Sioux Valley did not apply to convert its pending application for an REA direct loan to an insured and guaranteed RDA loan.
On March 6, 1973, Sioux Valley filed this action, seeking to compel the Secretary and the Administrator to loan funds to it under the REA of 1936. The essence of plaintiff's suit is its desire to obtain the loan at a two percent, rather than five percent, annual interest rate.
The Government advances these arguments on appeal: (a) the action of the Administrator in denying Sioux Valley's application for a Section 4 loan is not subject to judicial review since that action is wholly committed to agency discretion by law; (b) the Administrator possessed the discretion to convert Section 4 loans under the REA of 1936 to RDA insured and guaranteed loans; (c) the Administrator reasonably exercised his discretion in denying Sioux Valley's Section 4 loan in order to maintain federal expenditures below $250 billion, to help curb inflation, and to provide for greater loan moneys for all rural cooperatives under the RDA.
The parties do not address themselves to the justiciable issues inherent in this type of case involving the withholding or termination of appropriated funds. The counsel for the Administrator during oral argument on appeal expressly said that the termination of this REA program was not an impoundment of appropriated funds. Apparently the Administrator's rationale is based on the position that no funds were actually withheld since more loan moneys were potentially available for rural electrification under the RDA than supposedly would have been available under the REA of 1936. He also argues here that this case involves only a statutory interpretation and not constitutional issues. The fact is that no REA funds were loaned from January 1, 1973, through May 11, 1973. Also, the Administrator only spent $228 million of the $595 million appropriated for REA loans from July 1, 1972, through December 31, 1972. No loans under the REA of 1936 were made subsequent to May 11, 1973, the effective date for another amendment to the REA creating two and five percent insured loans. 7 U.S.C. § 935(b). All pending applications for Section 4 loans under the REA of 1936 could be converted to RDA loans; however, that later act has stricter requirements for qualification, and it is conceivable that fewer loan approvals under the RDA would have been possible. The parties provide us with no data concerning loans for rural electrification under the RDA program. Nevertheless, the funds for the lower interest rate Section 4 loans were terminated by the Administrator's decision. The fact that moneys were available under a different program with different qualifying requirements does not negate the fact that funds were terminated under the REA program. It cannot logically be maintained that the Section 4 loan program was not terminated since other loan moneys were available in another program at a higher interest rate.

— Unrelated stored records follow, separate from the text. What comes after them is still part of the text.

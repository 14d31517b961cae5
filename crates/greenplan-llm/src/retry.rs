use crate::ports::Generator;
use greenplan_core::error::{GreenplanError, Result};
use std::thread;
use std::time::Duration;

/// Retries a generator a bounded number of times with a fixed delay
pub struct RetryingGenerator<G> {
    inner: G,
    max_attempts: u32,
    delay: Duration,
}

impl<G: Generator> RetryingGenerator<G> {
    /// Wrap `inner`; `max_attempts` is raised to at least one
    pub fn new(inner: G, max_attempts: u32, delay: Duration) -> Self {
        Self { inner, max_attempts: max_attempts.max(1), delay }
    }

    pub fn max_attempts(&self) -> u32 {
        self.max_attempts
    }

    pub fn into_inner(self) -> G {
        self.inner
    }
}

impl<G: Generator> Generator for RetryingGenerator<G> {
    fn generate(&self, prompt: &str, context: &[&str]) -> Result<String> {
        let mut last_error: Option<GreenplanError> = None;

        for attempt in 1..=self.max_attempts {
            match self.inner.generate(prompt, context) {
                Ok(text) => return Ok(text),
                Err(e) => {
                    tracing::warn!(
                        attempt,
                        max_attempts = self.max_attempts,
                        error = %e,
                        "Generator attempt failed"
                    );
                    last_error = Some(e);
                    if attempt < self.max_attempts && !self.delay.is_zero() {
                        thread::sleep(self.delay);
                    }
                }
            }
        }

        Err(last_error.unwrap_or_else(|| GreenplanError::GeneratorUnavailable {
            reason: "no attempt was made".to_string(),
            remediation: "Configure max_attempts of at least 1".to_string(),
        }))
    }
}

#[cfg(test)]
mod tests {
    use super::*;
    use std::sync::atomic::{AtomicUsize, Ordering};

    /// Fails a fixed number of times, then succeeds
    struct FlakyGenerator {
        failures: usize,
        calls: AtomicUsize,
    }

    impl FlakyGenerator {
        fn new(failures: usize) -> Self {
            Self { failures, calls: AtomicUsize::new(0) }
        }
    }

    impl Generator for FlakyGenerator {
        fn generate(&self, _prompt: &str, _context: &[&str]) -> Result<String> {
            let call = self.calls.fetch_add(1, Ordering::SeqCst);
            if call < self.failures {
                Err(GreenplanError::GeneratorUnavailable {
                    reason: format!("call {} failed", call),
                    remediation: "wait".to_string(),
                })
            } else {
                Ok("ok".to_string())
            }
        }
    }

    #[test]
    fn test_succeeds_after_transient_failures() {
        let generator = RetryingGenerator::new(FlakyGenerator::new(2), 3, Duration::ZERO);
        assert_eq!(generator.generate("p", &[]).unwrap(), "ok");
        assert_eq!(generator.into_inner().calls.load(Ordering::SeqCst), 3);
    }

    #[test]
    fn test_last_error_is_returned() {
        let generator = RetryingGenerator::new(FlakyGenerator::new(5), 3, Duration::ZERO);
        let err = generator.generate("p", &[]).unwrap_err();
        assert!(err.to_string().contains("call 2 failed"));
        assert_eq!(generator.into_inner().calls.load(Ordering::SeqCst), 3);
    }

    #[test]
    fn test_zero_attempts_means_one() {
        let generator = RetryingGenerator::new(FlakyGenerator::new(0), 0, Duration::ZERO);
        assert_eq!(generator.max_attempts(), 1);
        assert!(generator.generate("p", &[]).is_ok());
    }

    #[test]
    fn test_delay_between_attempts() {
        let delay = Duration::from_millis(20);
        let generator = RetryingGenerator::new(FlakyGenerator::new(1), 2, delay);
        let started = std::time::Instant::now();
        assert!(generator.generate("p", &[]).is_ok());
        assert!(started.elapsed() >= delay);
    }
}
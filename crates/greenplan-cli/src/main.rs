//! GreenPlan CLI - Command-line interface
//!
//! Runs design requests, scores descriptions offline and shows the rule
//! tables and effective configuration.

mod cli;
mod commands;
mod config_loader;
mod output;
mod output_types;

use anyhow::Result;
use clap::Parser;
use cli::Cli;

fn main() -> Result<()> {
    // Logs go to stderr so JSON output on stdout stays parseable
    tracing_subscriber::fmt()
        .with_env_filter(
            tracing_subscriber::EnvFilter::try_from_default_env()
                .unwrap_or_else(|_| tracing_subscriber::EnvFilter::new("info")),
        )
        .with_writer(std::io::stderr)
        .init();

    let cli = Cli::parse();
    commands::execute(cli)
}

Although the Administrator during oral argument on appeal maintained that this case is not an impoundment case with its attendant justiciable issues, apparently his view has changed from his arguments presented before the District Court. There, the Administrator argued that this case was not justiciable due to the following theories: (a) the Government has not consented to be sued and sovereign immunity therefore bars federal question jurisdiction; (b) the political qtiestion doctrine prevents a judicial consideration of this case; and (c) the President of the United States has the authority to impound funds under Article II, § 1 of the Constitution. These arguments concerning justiciability advanced before the District Court are the same arguments advanced in other eases conceded by other government officials to involve constitutional issues concerning executive impoundment of Congressionally appropriated funds. In State of Minnesota v. United States Environmental Protection Agency, No. 73-1446 (8th Cir., en banc, submitted February 13, 1974), the Government has raised the political question doctrine (the lack of judicially manageable standards) under Baker v. Carr, 369 U.S. 186, 82 S.Ct. 691, 7 L.Ed.2d 663 (1962). In Campaign Clean Water, Inc. v. Train, 489 F.2d 492 (4th Cir. 1973), cert. granted, 416 U.S. 969, 94 S.Ct. 1991, 40 L.Ed.2d 557 (1974), and New York City v. Train, 494 F.2d 1033 (D.C.Cir.1974), cert. granted sub nom. Train v. City of New York, 416 U.S. 969, 94 S.Ct. 1991, 40 L.Ed.2d 557 (1974), Government counsel has raised the sovereign immunity argument. Apparently not only is impoundment a seed that generates many theories, but one that may be planted in all seasons and in the varying locales of our federal operations. Although the Administrator does not argue the justiciable issues here, this court must face such questions involving jurisdiction. No citation of authority is necessary for the elementary proposition that this court must satisfy' itself that jurisdiction adheres before considering the merits of the case.
The Administrator does argue that judicial review is precluded because the action of the Administrator was committed wholly to his administrative discretion. Panama Canal Co. v. Grace Line, Inc., 356 U.S. 309, 78 S.Ct. 752, 2 L.Ed.2d 788 (1958). The Administrator contends that the very nature of economic judgments concerning the budget and government funding makes the issue of the termination of the REA program and the substitution of the RDA program one inappropriate for judicial review and therefore wholly committed to agency discretion. In State of Minnesota, supra, before this court en banc, the Government argues that the same economic judgments in the same fiscal year concerning government funding make that case appropriate for application of the political question doctrine. We fail to understand why the Government argues the agency discretion argument in this case without also, or instead, arguing the political question doctrine advanced in State of Minnesota and before the District Court in this case.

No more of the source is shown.